5:4-5 Bethel . . . Gilgal, and Beer-sheba were three pilgrimage shrines. Bethel was where Jacob had his vision of the stairway into heaven (Gn 28:12-19), but it was also one of the places where King Jeroboam I of Israel set up calf idols (1Kg 12:28-29). Gilgal was the embarkation point for the crossing of the Jordan River and the invasion of Canaan, and Joshua set up a memorial there (Jos 4:19-20). Beer-sheba, far to the south, is closely associated with the sojourns of Abraham (Gn 21:14), and we know from archaeology that there was a shrine there.

5:6-7 Fire would be the agent of destruction, as in the oracles against the foreign nations in chaps. 1-2. Even their sacrifices at Bethel would not be able to save them.

5:8 The focus here is on Yahweh’s power over the skies; this is important in light of the accusation in v. 26.

5:9-12 Israel was guilty of oppressing the poor and taking bribes, and would receive the penalties of the Mosaic law (Dt 28:30).

5:13 Because the people with power were so hostile to anyone who told the truth in the courts of law (v. 10), honest and decent people were being silenced.

5:14-15 A repetition of the call to repent.

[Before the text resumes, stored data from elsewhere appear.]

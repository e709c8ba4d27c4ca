//! Client for the external text-generation service.
//!
//! Everything built on top of it is advisory: icebreakers fall back to a
//! canned list, description suggestions fall back to the user's own text and
//! moderation fails open, so a slow or missing service never turns into a
//! user-facing error.

use std::time::Duration;

use axum::async_trait;
use serde::{Deserialize, Serialize};
use thiserror::Error;
use tracing::warn;

use vibesync_shared::constants::{DESCRIPTION_MAX_WORDS, DESCRIPTION_MIN_WORDS};
use vibesync_store::VibeProfile;

const MAX_ICEBREAKERS: usize = 5;
const MAX_DESCRIPTION_SUGGESTIONS: usize = 3;

const CANNED_ICEBREAKERS: [&str; 5] = [
    "Hey! Your vibe caught my attention 😊",
    "Love your energy! How's your day?",
    "Your vibe feels relatable! What's up?",
    "Feeling the same way! Want to chat?",
    "That's a mood! What's the story?",
];

#[derive(Debug, Error)]
pub enum TextError {
    #[error("text service is not configured")]
    Disabled,

    #[error("text service request failed: {0}")]
    Http(#[from] reqwest::Error),

    #[error("text service returned an empty reply")]
    Empty,
}

/// A prompt in, free text out.
#[async_trait]
pub trait TextGenerator: Send + Sync {
    async fn generate(&self, prompt: String) -> Result<String, TextError>;
}

// ---------------------------------------------------------------------------
// Implementations
// ---------------------------------------------------------------------------

#[derive(Serialize)]
struct GenerateRequest<'a> {
    prompt: &'a str,
}

#[derive(Deserialize)]
struct GenerateResponse {
    text: String,
}

/// POSTs `{"prompt": …}` and expects `{"text": …}` back.
pub struct HttpTextGenerator {
    client: reqwest::Client,
    url: String,
}

impl HttpTextGenerator {
    pub fn new(url: String, timeout: Duration) -> Result<Self, TextError> {
        let client = reqwest::Client::builder()
            .timeout(timeout)
            .user_agent(concat!("vibesync-server/", env!("CARGO_PKG_VERSION")))
            .build()?;
        Ok(Self { client, url })
    }
}

#[async_trait]
impl TextGenerator for HttpTextGenerator {
    async fn generate(&self, prompt: String) -> Result<String, TextError> {
        let reply: GenerateResponse = self
            .client
            .post(&self.url)
            .json(&GenerateRequest { prompt: &prompt })
            .send()
            .await?
            .error_for_status()?
            .json()
            .await?;

        let text = reply.text.trim().to_string();
        if text.is_empty() {
            return Err(TextError::Empty);
        }
        Ok(text)
    }
}

/// Used when no service is configured; every call takes the fallback path.
pub struct DisabledTextGenerator;

#[async_trait]
impl TextGenerator for DisabledTextGenerator {
    async fn generate(&self, _prompt: String) -> Result<String, TextError> {
        Err(TextError::Disabled)
    }
}

// ---------------------------------------------------------------------------
// Advisory helpers
// ---------------------------------------------------------------------------

pub fn canned_icebreakers() -> Vec<String> {
    CANNED_ICEBREAKERS.iter().map(|s| s.to_string()).collect()
}

/// Up to five openers for `mine` talking to `theirs`.
pub async fn icebreakers(
    generator: &dyn TextGenerator,
    mine: &VibeProfile,
    theirs: &VibeProfile,
) -> Vec<String> {
    let prompt = format!(
        "Generate 5 short, friendly icebreaker messages for two people chatting.\n\
         Person 1: {} \"{}\" (energy {}/10, intent: {})\n\
         Person 2: {} \"{}\" (energy {}/10, intent: {})\n\
         Keep each under 15 words. Reply with a JSON array of strings only.",
        mine.emoji,
        mine.description,
        mine.energy_level,
        mine.current_intent.join(", "),
        theirs.emoji,
        theirs.description,
        theirs.energy_level,
        theirs.current_intent.join(", "),
    );

    match generator.generate(prompt).await {
        Ok(reply) => {
            let parsed = parse_string_array(&reply, MAX_ICEBREAKERS);
            if parsed.is_empty() {
                warn!("unparsable icebreaker reply, using canned list");
                canned_icebreakers()
            } else {
                parsed
            }
        }
        Err(TextError::Disabled) => canned_icebreakers(),
        Err(e) => {
            warn!(error = %e, "icebreaker generation failed, using canned list");
            canned_icebreakers()
        }
    }
}

/// The draft a user is about to post as their vibe.
pub struct DescriptionDraft<'a> {
    pub emoji: &'a str,
    pub description: &'a str,
    pub energy_level: u8,
    pub current_intent: &'a [String],
}

/// Up to three rewrites of a vibe description, each a valid 2-8 word
/// description. Falls back to the draft's own text.
pub async fn enhance_description(generator: &dyn TextGenerator, draft: &DescriptionDraft<'_>) -> Vec<String> {
    let prompt = format!(
        "Generate 3 alternative 6-7 word descriptions for a vibe card based on:\n\
         - Emoji: {}\n\
         - Current description: \"{}\"\n\
         - Energy level: {}/10\n\
         - Intent: {}\n\
         Keep the same mood and energy, vary the wording, 2-8 words each.\n\
         Reply with a JSON array of 3 strings only.",
        draft.emoji,
        draft.description,
        draft.energy_level,
        draft.current_intent.join(", "),
    );
    let fallback = || vec![draft.description.trim().to_string()];

    match generator.generate(prompt).await {
        Ok(reply) => {
            let suggestions: Vec<String> = parse_string_array(&reply, usize::MAX)
                .into_iter()
                .filter(|s| {
                    (DESCRIPTION_MIN_WORDS..=DESCRIPTION_MAX_WORDS)
                        .contains(&s.split_whitespace().count())
                })
                .take(MAX_DESCRIPTION_SUGGESTIONS)
                .collect();
            if suggestions.is_empty() {
                warn!("no usable description suggestions, echoing draft");
                fallback()
            } else {
                suggestions
            }
        }
        Err(TextError::Disabled) => fallback(),
        Err(e) => {
            warn!(error = %e, "description enhancement failed, echoing draft");
            fallback()
        }
    }
}

/// First JSON array of strings in `reply`, trimmed, blanks dropped.
fn parse_string_array(reply: &str, max: usize) -> Vec<String> {
    let Some(json) = slice_between(reply, '[', ']') else {
        return Vec::new();
    };
    serde_json::from_str::<Vec<String>>(json)
        .unwrap_or_default()
        .into_iter()
        .map(|s| s.trim().to_string())
        .filter(|s| !s.is_empty())
        .take(max)
        .collect()
}

#[derive(Debug, Clone, PartialEq, Eq, Serialize, Deserialize)]
#[serde(rename_all = "camelCase")]
pub struct Moderation {
    pub is_safe: bool,
    #[serde(default)]
    pub reason: String,
}

impl Moderation {
    fn safe() -> Self {
        Self {
            is_safe: true,
            reason: String::new(),
        }
    }
}

/// Screen a whisper-wall post. Anything other than a clear "unsafe" verdict
/// counts as safe.
pub async fn moderate(generator: &dyn TextGenerator, text: &str) -> Moderation {
    let prompt = format!(
        "You moderate an anonymous, supportive confession wall.\n\
         Flag harassment, threats, hate speech, sexual content or self-harm encouragement.\n\
         Text: \"{text}\"\n\
         Reply with JSON only: {{\"isSafe\": true|false, \"reason\": \"...\"}}"
    );

    match generator.generate(prompt).await {
        Ok(reply) => slice_between(&reply, '{', '}')
            .and_then(|json| serde_json::from_str::<Moderation>(json).ok())
            .unwrap_or_else(|| {
                warn!("unparsable moderation reply, allowing post");
                Moderation::safe()
            }),
        Err(TextError::Disabled) => Moderation::safe(),
        Err(e) => {
            warn!(error = %e, "moderation unavailable, allowing post");
            Moderation::safe()
        }
    }
}

fn slice_between(s: &str, open: char, close: char) -> Option<&str> {
    let start = s.find(open)?;
    let end = s.rfind(close)?;
    (end > start).then(|| &s[start..=end])
}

Perhaps makes the point that even repentance does not obligate God to be gracious (cp. note at Jl 2:14).

5:16-17 The focus on the farmer and the vineyards in these verses suggests that the lamentation came about because of crop failure.

5:18-19 The Israelites assumed that because they were the chosen people, they would be exempt from judgment on the day of the Lord.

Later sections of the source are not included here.